Poucos negam a relevância dos projetos de Parceria Público-Privado, mas como explicar as dúvidas dos deputados da base governista sobre o conteúdo da matéria que irá a plenário, nesta quarta, na Assembleia. A tramitação, que se arrasta no parlamento, converge para o Fundo Garantidor das PPPs, quase um contrassenso, pois dá dinheiro público para subsidiar uma operação que visa, indiretamente, lucro, ao substituir o Estado por falta de investimento ou capacidade para gerir determinadas atuações. Este campo é tão polêmico que justifica parte dos atrasos na tal parceria.

 

SOLON SOARES/AGÊNCIA AL

UMA VITÓRIA

Mesmo que considere as medidas insuficientes para livrar o impacto de mais R$ 200 milhões por mês no custeio da Assembleia, o deputado Dirceu Dresch tem o que comemorar com a emenda substitutiva global que retirou a proposta de criação de 15 cargos de confiança para atender a mesa diretora e a presidência da casa.
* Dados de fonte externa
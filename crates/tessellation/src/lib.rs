#![deny(bare_trait_objects)]
#![deny(unconditional_recursion)]
#![allow(clippy::float_cmp)]
#![no_std]

//! Triangulated geometry for road-marking fillers.
//!
//! A filler is a road-surface area (a median fill, a crosswalk background,
//! a painted island) described by a closed contour of curve edges and
//! rendered as a flat triangle mesh. This crate turns such a contour into
//! mesh data in five steps:
//!
//! 1. **Offset** - every edge is displaced perpendicular to its trajectory
//!    by a per-role distance, shrinking or growing the filled area
//!    ([`set_offset`]). Aggressive offsets may split the contour into
//!    several rings or consume it entirely.
//! 2. **Corner rounding** - sharp joints are replaced by short arc edges
//!    with a per-role radius ([`set_corner_radius`]).
//! 3. **Edge splitting** - each curve edge is cut into straight parts
//!    bounded by chord deviation, length and tangent turn
//!    ([`split_trajectory`]), so the surface can be triangulated flat.
//! 4. **Self-intersection repair** - offsetting concave joints makes
//!    adjacent edges' parts cross; the crossings are detected and trimmed
//!    ([`resolve_intersections`]).
//! 5. **Triangulation** - the resulting ring of points is ear-clipped into
//!    a flat index buffer ([`Triangulator`]).
//!
//! [`FillerBuilder`] chains all five steps; the individual stages are
//! exported for callers that drive them separately.
//!
//! Failure to triangulate a ring (degenerate or self-intersecting input)
//! is reported as an absent index buffer, never as an error: a single bad
//! ring must not abort the rest of a filler's geometry.

extern crate alloc;

#[cfg(any(test, feature = "std"))]
extern crate std;

pub use roadmark_geom as geom;

#[cfg(feature = "serialization")]
#[macro_use]
pub extern crate serde;

pub mod math {
    //! f32 versions of the roadmark_geom types used everywhere.

    use crate::geom::euclid;

    /// Alias for `euclid::default::Point2D<f32>`.
    pub type Point = euclid::default::Point2D<f32>;

    /// Alias for `euclid::default::Vector2D<f32>`.
    pub type Vector = euclid::default::Vector2D<f32>;

    /// Alias for `euclid::default::Box2D<f32>`.
    pub type Box2D = euclid::default::Box2D<f32>;

    /// Shorthand for `Point::new(x, y)`.
    #[inline]
    pub fn point(x: f32, y: f32) -> Point {
        Point::new(x, y)
    }

    /// Shorthand for `Vector::new(x, y)`.
    #[inline]
    pub fn vector(x: f32, y: f32) -> Vector {
        Vector::new(x, y)
    }
}

#[cfg(all(debug_assertions, feature = "std"))]
macro_rules! tess_log {
    ($obj:ident, $fmt:expr) => (
        if $obj.log {
            std::println!($fmt);
        }
    );
    ($obj:ident, $fmt:expr, $($arg:tt)*) => (
        if $obj.log {
            std::println!($fmt, $($arg)*);
        }
    );
}

#[cfg(not(all(debug_assertions, feature = "std")))]
macro_rules! tess_log {
    ($obj:ident, $fmt:expr) => {};
    ($obj:ident, $fmt:expr, $($arg:tt)*) => {};
}

mod contour;
mod filler;
mod math_utils;
mod offset;
mod repair;
mod split;
mod triangulator;

#[cfg(test)]
mod filler_tests;

#[doc(inline)]
pub use crate::contour::{Contour, ContourEdge, ContourGroup, EdgeRole};
#[doc(inline)]
pub use crate::filler::{FillerBuilder, FillerGeometry};
#[doc(inline)]
pub use crate::math_utils::{polygon_winding, signed_area};
#[doc(inline)]
pub use crate::offset::{set_corner_radius, set_offset};
#[doc(inline)]
pub use crate::repair::resolve_intersections;
#[doc(inline)]
pub use crate::split::{split_into_parts, split_trajectory};
#[doc(inline)]
pub use crate::triangulator::Triangulator;

/// Vertex index type emitted by the triangulator.
pub type Index = u32;

/// The two possible orientations for a closed ring of points.
///
/// The names assume y points downwards (screen or map coordinates): a ring
/// with a positive shoelace sum reads as clockwise on screen.
#[derive(Copy, Clone, Debug, PartialEq, Eq, Hash)]
#[cfg_attr(feature = "serialization", derive(Serialize, Deserialize))]
pub enum Winding {
    Clockwise,
    CounterClockwise,
}

impl Winding {
    pub fn opposite(self) -> Self {
        match self {
            Winding::Clockwise => Winding::CounterClockwise,
            Winding::CounterClockwise => Winding::Clockwise,
        }
    }
}

/// Parameters bounding how a curve edge is cut into straight parts.
///
/// A part is accepted once its chord deviates from the curve by less than
/// `max_height`, its length fits below `max_length` and the tangent turns
/// by less than `min_angle` across it; parts are never cut shorter than
/// `min_length`.
#[derive(Copy, Clone, Debug, PartialEq)]
#[cfg_attr(feature = "serialization", derive(Serialize, Deserialize))]
#[non_exhaustive]
pub struct SplitParams {
    /// Maximum tangent turn across a single part, in degrees.
    ///
    /// Default value: `SplitParams::DEFAULT_MIN_ANGLE`.
    pub min_angle: f32,

    /// Minimum part length, in meters. Subdivision stops rather than
    /// produce parts shorter than this.
    ///
    /// Default value: `SplitParams::DEFAULT_MIN_LENGTH`.
    pub min_length: f32,

    /// Maximum part length, in meters.
    ///
    /// Default value: `SplitParams::DEFAULT_MAX_LENGTH`.
    pub max_length: f32,

    /// Maximum allowed distance between a part's chord and the curve, in
    /// meters.
    ///
    /// Default value: `SplitParams::DEFAULT_MAX_HEIGHT`.
    pub max_height: f32,
}

impl SplitParams {
    pub const DEFAULT_MIN_ANGLE: f32 = 5.0;
    pub const DEFAULT_MIN_LENGTH: f32 = 0.05;
    pub const DEFAULT_MAX_LENGTH: f32 = 10.0;
    pub const DEFAULT_MAX_HEIGHT: f32 = 0.03;

    pub const DEFAULT: Self = SplitParams {
        min_angle: Self::DEFAULT_MIN_ANGLE,
        min_length: Self::DEFAULT_MIN_LENGTH,
        max_length: Self::DEFAULT_MAX_LENGTH,
        max_height: Self::DEFAULT_MAX_HEIGHT,
    };

    #[inline]
    pub const fn with_min_angle(mut self, degrees: f32) -> Self {
        self.min_angle = degrees;
        self
    }

    #[inline]
    pub const fn with_min_length(mut self, meters: f32) -> Self {
        self.min_length = meters;
        self
    }

    #[inline]
    pub const fn with_max_length(mut self, meters: f32) -> Self {
        self.max_length = meters;
        self
    }

    #[inline]
    pub const fn with_max_height(mut self, meters: f32) -> Self {
        self.max_height = meters;
        self
    }
}

impl Default for SplitParams {
    fn default() -> Self {
        Self::DEFAULT
    }
}

/// Parameters for building filler geometry out of a contour.
#[derive(Copy, Clone, Debug, PartialEq)]
#[cfg_attr(feature = "serialization", derive(Serialize, Deserialize))]
#[non_exhaustive]
pub struct FillerOptions {
    /// Perpendicular displacement applied to lane edges, in meters.
    /// Positive values shrink the filled area.
    ///
    /// Default value: `0.0`.
    pub lane_offset: f32,

    /// Perpendicular displacement applied to median edges, in meters.
    ///
    /// Default value: `0.0`.
    pub median_offset: f32,

    /// Corner radius applied at lane joints, in meters. Zero or negative
    /// leaves joints sharp.
    ///
    /// Default value: `0.0`.
    pub lane_corner_radius: f32,

    /// Corner radius applied at median joints, in meters.
    ///
    /// Default value: `0.0`.
    pub median_corner_radius: f32,

    /// How finely curve edges are cut into straight parts.
    ///
    /// Default value: `SplitParams::DEFAULT`.
    pub split: SplitParams,
}

impl FillerOptions {
    pub const DEFAULT: Self = FillerOptions {
        lane_offset: 0.0,
        median_offset: 0.0,
        lane_corner_radius: 0.0,
        median_corner_radius: 0.0,
        split: SplitParams::DEFAULT,
    };

    #[inline]
    pub const fn with_offsets(mut self, lane: f32, median: f32) -> Self {
        self.lane_offset = lane;
        self.median_offset = median;
        self
    }

    #[inline]
    pub const fn with_corner_radii(mut self, lane: f32, median: f32) -> Self {
        self.lane_corner_radius = lane;
        self.median_corner_radius = median;
        self
    }

    #[inline]
    pub const fn with_split(mut self, split: SplitParams) -> Self {
        self.split = split;
        self
    }
}

impl Default for FillerOptions {
    fn default() -> Self {
        Self::DEFAULT
    }
}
Líder do PT, Dresch, que pôs a boca no trombone logo que o projeto começou a ser debatido na Comissão de Constituição e Justiça,  ainda viu excluído o mecanismo que elevava em quase 100% a cota de recursos a que integrantes da mesa têm direito.

 

RÁPIDAS

 

* Deputado Rodrigo Minotto (PDT) vale-se da semântica para apresentar um projeto que veda o recolhimento, retenção ou apreensão do veículo pelo inadimplemento do IPVA.

 

* Aos 102 anos de fundação, a Associação Comercial e Industrial de Florianópolis (Acif), dá posse à nova diretoria, presidida pelo empresário Luciano Pinheiro, neste sábado, às 18h, no Centro de Cultura e Eventos da UFSC.

 

* O ex-presidente da entidade, Sander DeMira, passa a integrar o Conselho Superior da Acif.

 

* Em uma medida efetiva, o Beiramar Shopping pretende arrecadar R$ 45 mil, nesta quinta, com a arrecadação do estacionamento solidário que será revertido à Apae.